§ **Requirement**: Word for word, restate every line of the listing that follows.

§ **Dataset extract**:
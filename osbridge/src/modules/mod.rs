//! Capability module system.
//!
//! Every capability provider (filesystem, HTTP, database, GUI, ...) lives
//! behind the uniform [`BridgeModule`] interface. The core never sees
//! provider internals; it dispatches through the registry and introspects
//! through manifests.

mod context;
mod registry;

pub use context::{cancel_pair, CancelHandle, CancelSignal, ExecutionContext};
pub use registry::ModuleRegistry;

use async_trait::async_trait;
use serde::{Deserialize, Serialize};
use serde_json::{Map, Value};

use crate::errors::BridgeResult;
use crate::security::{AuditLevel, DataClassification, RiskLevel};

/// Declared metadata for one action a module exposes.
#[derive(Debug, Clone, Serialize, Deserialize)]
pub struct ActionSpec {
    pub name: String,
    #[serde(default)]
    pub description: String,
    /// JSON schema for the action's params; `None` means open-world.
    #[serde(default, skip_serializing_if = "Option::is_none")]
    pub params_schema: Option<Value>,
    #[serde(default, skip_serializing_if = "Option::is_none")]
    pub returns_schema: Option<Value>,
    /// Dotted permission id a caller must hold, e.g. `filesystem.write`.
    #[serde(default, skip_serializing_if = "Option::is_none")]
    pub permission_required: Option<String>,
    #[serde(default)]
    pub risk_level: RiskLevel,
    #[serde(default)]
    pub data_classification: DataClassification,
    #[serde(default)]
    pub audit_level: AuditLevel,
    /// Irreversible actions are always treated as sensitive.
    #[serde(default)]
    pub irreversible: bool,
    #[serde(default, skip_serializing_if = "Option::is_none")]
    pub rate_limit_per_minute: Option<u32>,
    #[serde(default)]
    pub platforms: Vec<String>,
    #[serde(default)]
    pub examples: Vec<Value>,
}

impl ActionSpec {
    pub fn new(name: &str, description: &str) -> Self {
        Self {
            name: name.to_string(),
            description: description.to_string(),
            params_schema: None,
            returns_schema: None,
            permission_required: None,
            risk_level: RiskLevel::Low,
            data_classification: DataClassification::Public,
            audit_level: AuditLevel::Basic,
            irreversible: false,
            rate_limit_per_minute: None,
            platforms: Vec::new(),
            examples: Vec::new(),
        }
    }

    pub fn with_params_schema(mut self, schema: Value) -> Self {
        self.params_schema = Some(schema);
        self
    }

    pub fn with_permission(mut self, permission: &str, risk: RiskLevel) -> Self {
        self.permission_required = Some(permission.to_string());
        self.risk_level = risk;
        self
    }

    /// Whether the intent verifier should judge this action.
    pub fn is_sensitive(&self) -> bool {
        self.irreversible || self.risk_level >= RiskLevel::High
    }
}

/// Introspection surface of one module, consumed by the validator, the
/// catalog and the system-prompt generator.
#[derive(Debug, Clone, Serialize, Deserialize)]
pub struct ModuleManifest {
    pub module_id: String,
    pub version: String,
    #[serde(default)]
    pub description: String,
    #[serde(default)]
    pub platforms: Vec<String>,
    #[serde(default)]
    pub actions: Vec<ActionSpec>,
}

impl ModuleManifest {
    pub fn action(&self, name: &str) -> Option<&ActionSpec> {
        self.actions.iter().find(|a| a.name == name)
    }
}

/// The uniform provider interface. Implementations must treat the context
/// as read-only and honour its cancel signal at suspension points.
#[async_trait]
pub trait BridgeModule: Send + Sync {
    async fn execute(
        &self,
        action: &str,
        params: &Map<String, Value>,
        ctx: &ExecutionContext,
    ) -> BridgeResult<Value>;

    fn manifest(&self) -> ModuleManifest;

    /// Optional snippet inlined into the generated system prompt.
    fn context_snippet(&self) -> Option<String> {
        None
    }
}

§ **Reply**:
filename osbridge/src/modules/mod.rs
//! Capability module system.
//!
//! Every capability provider (filesystem, HTTP, database, GUI, ...) lives
//! behind the uniform [`BridgeModule`] interface. The core never sees
//! provider internals; it dispatches through the registry and introspects
//! through manifests.

mod context;
mod registry;

pub use context::{cancel_pair, CancelHandle, CancelSignal, ExecutionContext};
pub use registry::ModuleRegistry;

use async_trait::async_trait;
use serde::{Deserialize, Serialize};
use serde_json::{Map, Value};

use crate::errors::BridgeResult;
use crate::security::{AuditLevel, DataClassification, RiskLevel};

/// Declared metadata for one action a module exposes.
#[derive(Debug, Clone, Serialize, Deserialize)]
pub struct ActionSpec {
    pub name: String,
    #[serde(default)]
    pub description: String,
    /// JSON schema for the action's params; `None` means open-world.
    #[serde(default, skip_serializing_if = "Option::is_none")]
    pub params_schema: Option<Value>,
    #[serde(default, skip_serializing_if = "Option::is_none")]
    pub returns_schema: Option<Value>,
    /// Dotted permission id a caller must hold, e.g. `filesystem.write`.
    #[serde(default, skip_serializing_if = "Option::is_none")]
    pub permission_required: Option<String>,
    #[serde(default)]
    pub risk_level: RiskLevel,
    #[serde(default)]
    pub data_classification: DataClassification,
    #[serde(default)]
    pub audit_level: AuditLevel,
    /// Irreversible actions are always treated as sensitive.
    #[serde(default)]
    pub irreversible: bool,
    #[serde(default, skip_serializing_if = "Option::is_none")]
    pub rate_limit_per_minute: Option<u32>,
    #[serde(default)]
    pub platforms: Vec<String>,
    #[serde(default)]
    pub examples: Vec<Value>,
}

impl ActionSpec {
    pub fn new(name: &str, description: &str) -> Self {
        Self {
            name: name.to_string(),
            description: description.to_string(),
            params_schema: None,
            returns_schema: None,
            permission_required: None,
            risk_level: RiskLevel::Low,
            data_classification: DataClassification::Public,
            audit_level: AuditLevel::Basic,
            irreversible: false,
            rate_limit_per_minute: None,
            platforms: Vec::new(),
            examples: Vec::new(),
        }
    }

    pub fn with_params_schema(mut self, schema: Value) -> Self {
        self.params_schema = Some(schema);
        self
    }

    pub fn with_permission(mut self, permission: &str, risk: RiskLevel) -> Self {
        self.permission_required = Some(permission.to_string());
        self.risk_level = risk;
        self
    }

    /// Whether the intent verifier should judge this action.
    pub fn is_sensitive(&self) -> bool {
        self.irreversible || self.risk_level >= RiskLevel::High
    }
}

/// Introspection surface of one module, consumed by the validator, the
/// catalog and the system-prompt generator.
#[derive(Debug, Clone, Serialize, Deserialize)]
pub struct ModuleManifest {
    pub module_id: String,
    pub version: String,
    #[serde(default)]
    pub description: String,
    #[serde(default)]
    pub platforms: Vec<String>,
    #[serde(default)]
    pub actions: Vec<ActionSpec>,
}

impl ModuleManifest {
    pub fn action(&self, name: &str) -> Option<&ActionSpec> {
        self.actions.iter().find(|a| a.name == name)
    }
}

/// The uniform provider interface. Implementations must treat the context
/// as read-only and honour its cancel signal at suspension points.
#[async_trait]
pub trait BridgeModule: Send + Sync {
    async fn execute(
        &self,
        action: &str,
        params: &Map<String, Value>,
        ctx: &ExecutionContext,
    ) -> BridgeResult<Value>;

    fn manifest(&self) -> ModuleManifest;

    /// Optional snippet inlined into the generated system prompt.
    fn context_snippet(&self) -> Option<String> {
        None
    }
}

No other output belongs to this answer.